Alexander Whatley Alexander Whatley - 1 month ago 5
Python Question

Pandas fails to read past 216th line of jagged text file

I have a jagged txt file (different number of columns for each row), and am trying to read it in in Pandas. For some reason, it can read in the first 216 lines, but not the first 217 lines.

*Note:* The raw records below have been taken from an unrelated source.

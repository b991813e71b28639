// SPDX-License-Identifier: Apache-2.0 OR MIT
// Copyright (c) 2025-2026 naskel.com

//! Listen loop that keeps the introspection server alive.
//!
//! Binding or serving may fail at any time (port taken, socket error). The
//! loop logs the first failure of each episode, sleeps according to
//! [`Backoff`], and tries again. It never gives up and never returns.
//!
//! Every accepted connection serves exactly one request under a read and a
//! write deadline, so a stalled client cannot hold a socket open.

use axum::extract::ConnectInfo;
use axum::Router;
use hyper::body::Incoming;
use hyper::server::conn::http1;
use hyper::service::service_fn;
use hyper::Request;
use hyper_util::rt::{TokioIo, TokioTimer};
use std::convert::Infallible;
use std::future::Future;
use std::net::SocketAddr;
use std::sync::atomic::{AtomicU64, Ordering};
use std::sync::Arc;
use std::time::Duration;
use tokio::net::{TcpListener, TcpStream};
use tokio::task::JoinHandle;
use tower::ServiceExt;
use tracing::{debug, error, info, warn};

use crate::backoff::{Backoff, BackoffConfig};
use crate::config::DEFAULT_REQUEST_TIMEOUT_SECS;
use crate::error::IntrospectError;

/// Pause after a failed `accept` before polling the socket again.
const ACCEPT_ERROR_DELAY: Duration = Duration::from_millis(100);

/// Listen loop counters.
#[derive(Debug, Default)]
pub struct ListenerStats {
    /// Bind/serve attempts started.
    pub attempts: AtomicU64,
    /// Attempts that ended in an error.
    pub failures: AtomicU64,
    /// Failure episodes reported in the log.
    pub episodes_logged: AtomicU64,
    /// Connections closed for exceeding the read or write deadline.
    pub connections_timed_out: AtomicU64,
}

impl ListenerStats {
    pub fn snapshot(&self) -> ListenerStatsSnapshot {
        ListenerStatsSnapshot {
            attempts: self.attempts.load(Ordering::Relaxed),
            failures: self.failures.load(Ordering::Relaxed),
            episodes_logged: self.episodes_logged.load(Ordering::Relaxed),
            connections_timed_out: self.connections_timed_out.load(Ordering::Relaxed),
        }
    }
}

/// Point-in-time copy of [`ListenerStats`].
#[derive(Debug, Clone, Copy, Default, PartialEq, Eq)]
pub struct ListenerStatsSnapshot {
    pub attempts: u64,
    pub failures: u64,
    pub episodes_logged: u64,
    pub connections_timed_out: u64,
}

/// Binds and serves a router forever, retrying with backoff.
pub struct ResilientListener {
    addr: SocketAddr,
    router: Router,
    backoff: BackoffConfig,
    request_timeout: Duration,
    stats: Arc<ListenerStats>,
}

impl ResilientListener {
    pub fn new(addr: SocketAddr, router: Router, backoff: BackoffConfig) -> Self {
        Self {
            addr,
            router,
            backoff,
            request_timeout: Duration::from_secs(DEFAULT_REQUEST_TIMEOUT_SECS),
            stats: Arc::new(ListenerStats::default()),
        }
    }

    /// Set the read and write timeout applied to every connection.
    ///
    /// A client gets `timeout` to send its request headers and the server
    /// gets another `timeout` to handle the request and write the response.
    pub fn with_request_timeout(mut self, timeout: Duration) -> Self {
        self.request_timeout = timeout;
        self
    }

    pub fn addr(&self) -> SocketAddr {
        self.addr
    }

    pub fn request_timeout(&self) -> Duration {
        self.request_timeout
    }

    /// Shared handle on the loop counters.
    pub fn stats(&self) -> Arc<ListenerStats> {
        self.stats.clone()
    }

    /// Run on a dedicated task. The task never completes on its own.
    pub fn spawn(self) -> JoinHandle<Infallible> {
        tokio::spawn(self.run())
    }

    /// Bind and serve forever.
    pub async fn run(self) -> Infallible {
        let Self {
            addr,
            router,
            backoff,
            request_timeout,
            stats,
        } = self;

        info!("Serving introspection endpoints on {}", addr);
        retry_forever(backoff, &stats, || {
            serve(addr, router.clone(), request_timeout, stats.clone())
        })
        .await
    }
}

/// Bind `addr` and accept connections until the socket fails.
async fn serve(
    addr: SocketAddr,
    router: Router,
    request_timeout: Duration,
    stats: Arc<ListenerStats>,
) -> Result<(), IntrospectError> {
    let listener = TcpListener::bind(addr)
        .await
        .map_err(|source| IntrospectError::Bind { addr, source })?;
    debug!("Introspection server bound to {}", addr);

    loop {
        match listener.accept().await {
            Ok((stream, peer_addr)) => {
                debug!("New connection from {}", peer_addr);
                let router = router.clone();
                let stats = stats.clone();
                tokio::spawn(async move {
                    if let Err(e) =
                        handle_connection(stream, peer_addr, router, request_timeout, &stats)
                            .await
                    {
                        warn!("Connection error from {}: {}", peer_addr, e);
                    }
                });
            }
            Err(e) => {
                error!("Accept error: {}", e);
                tokio::time::sleep(ACCEPT_ERROR_DELAY).await;
            }
        }
    }
}

/// Serve a single request on `stream`, then close it.
///
/// The headers must arrive within `request_timeout` and the whole exchange
/// must finish within twice that, otherwise the connection is dropped.
async fn handle_connection(
    stream: TcpStream,
    peer_addr: SocketAddr,
    router: Router,
    request_timeout: Duration,
    stats: &ListenerStats,
) -> Result<(), hyper::Error> {
    let service = service_fn(move |mut request: Request<Incoming>| {
        request.extensions_mut().insert(ConnectInfo(peer_addr));
        router.clone().oneshot(request)
    });

    let connection = http1::Builder::new()
        .timer(TokioTimer::new())
        .header_read_timeout(request_timeout)
        .keep_alive(false)
        .serve_connection(TokioIo::new(stream), service);

    let deadline = request_timeout.saturating_mul(2);
    match tokio::time::timeout(deadline, connection).await {
        Ok(Err(e)) if e.is_timeout() => {
            stats.connections_timed_out.fetch_add(1, Ordering::Relaxed);
            Err(e)
        }
        Ok(result) => result,
        Err(_) => {
            stats.connections_timed_out.fetch_add(1, Ordering::Relaxed);
            warn!("Connection from {} timed out after {:?}", peer_addr, deadline);
            Ok(())
        }
    }
}

/// Drive `attempt` forever.
///
/// Each outer iteration is a fresh episode with its own backoff and its own
/// `logged` flag; only the first failure of an episode is logged.
pub(crate) async fn retry_forever<F, Fut>(
    config: BackoffConfig,
    stats: &ListenerStats,
    mut attempt: F,
) -> Infallible
where
    F: FnMut() -> Fut,
    Fut: Future<Output = Result<(), IntrospectError>>,
{
    loop {
        let mut backoff = Backoff::new(config);
        let mut logged = false;

        loop {
            stats.attempts.fetch_add(1, Ordering::Relaxed);
            match attempt().await {
                Ok(()) => {
                    debug!("Introspection server stopped, starting a new attempt");
                    break;
                }
                Err(err) => {
                    stats.failures.fetch_add(1, Ordering::Relaxed);
                    if !logged {
                        logged = true;
                        stats.episodes_logged.fetch_add(1, Ordering::Relaxed);
                        error!("Error running http API: {}", err);
                    }
                    let delay = backoff.next_delay();
                    debug!("Retrying introspection server in {:?}", delay);
                    tokio::time::sleep(delay).await;
                }
            }
        }
    }
}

>>> df = pd.read_table("test.txt", names = range(2000), nrows = 216)
>>> df = pd.read_table("test.txt", names = range(2000), nrows = 217)
Traceback (most recent call last):
File "<stdin>", line 1, in <module>
File "/Users/alexwhatley/anaconda3/lib/python3.5/site-packages/pandas/io/parsers.py", line 562, in parser_f
return _read(filepath_or_buffer, kwds)
File "/Users/alexwhatley/anaconda3/lib/python3.5/site-packages/pandas/io/parsers.py", line 321, in _read
return parser.read(nrows)
File "/Users/alexwhatley/anaconda3/lib/python3.5/site-packages/pandas/io/parsers.py", line 815, in read
ret = self._engine.read(nrows)
File "/Users/alexwhatley/anaconda3/lib/python3.5/site-packages/pandas/io/parsers.py", line 1314, in read
data = self._reader.read(nrows)
File "pandas/parser.pyx", line 805, in pandas.parser.TextReader.read (pandas/parser.c:8748)
File "pandas/parser.pyx", line 839, in pandas.parser.TextReader._read_low_memory (pandas/parser.c:9208)
File "pandas/parser.pyx", line 881, in pandas.parser.TextReader._read_rows (pandas/parser.c:9731)
File "pandas/parser.pyx", line 868, in pandas.parser.TextReader._tokenize_rows (pandas/parser.c:9602)
File "pandas/parser.pyx", line 1865, in pandas.parser.raise_parser_error (pandas/parser.c:23325)
pandas.io.common.CParserError: Error tokenizing data. C error: Buffer overflow caught - possible malformed input file.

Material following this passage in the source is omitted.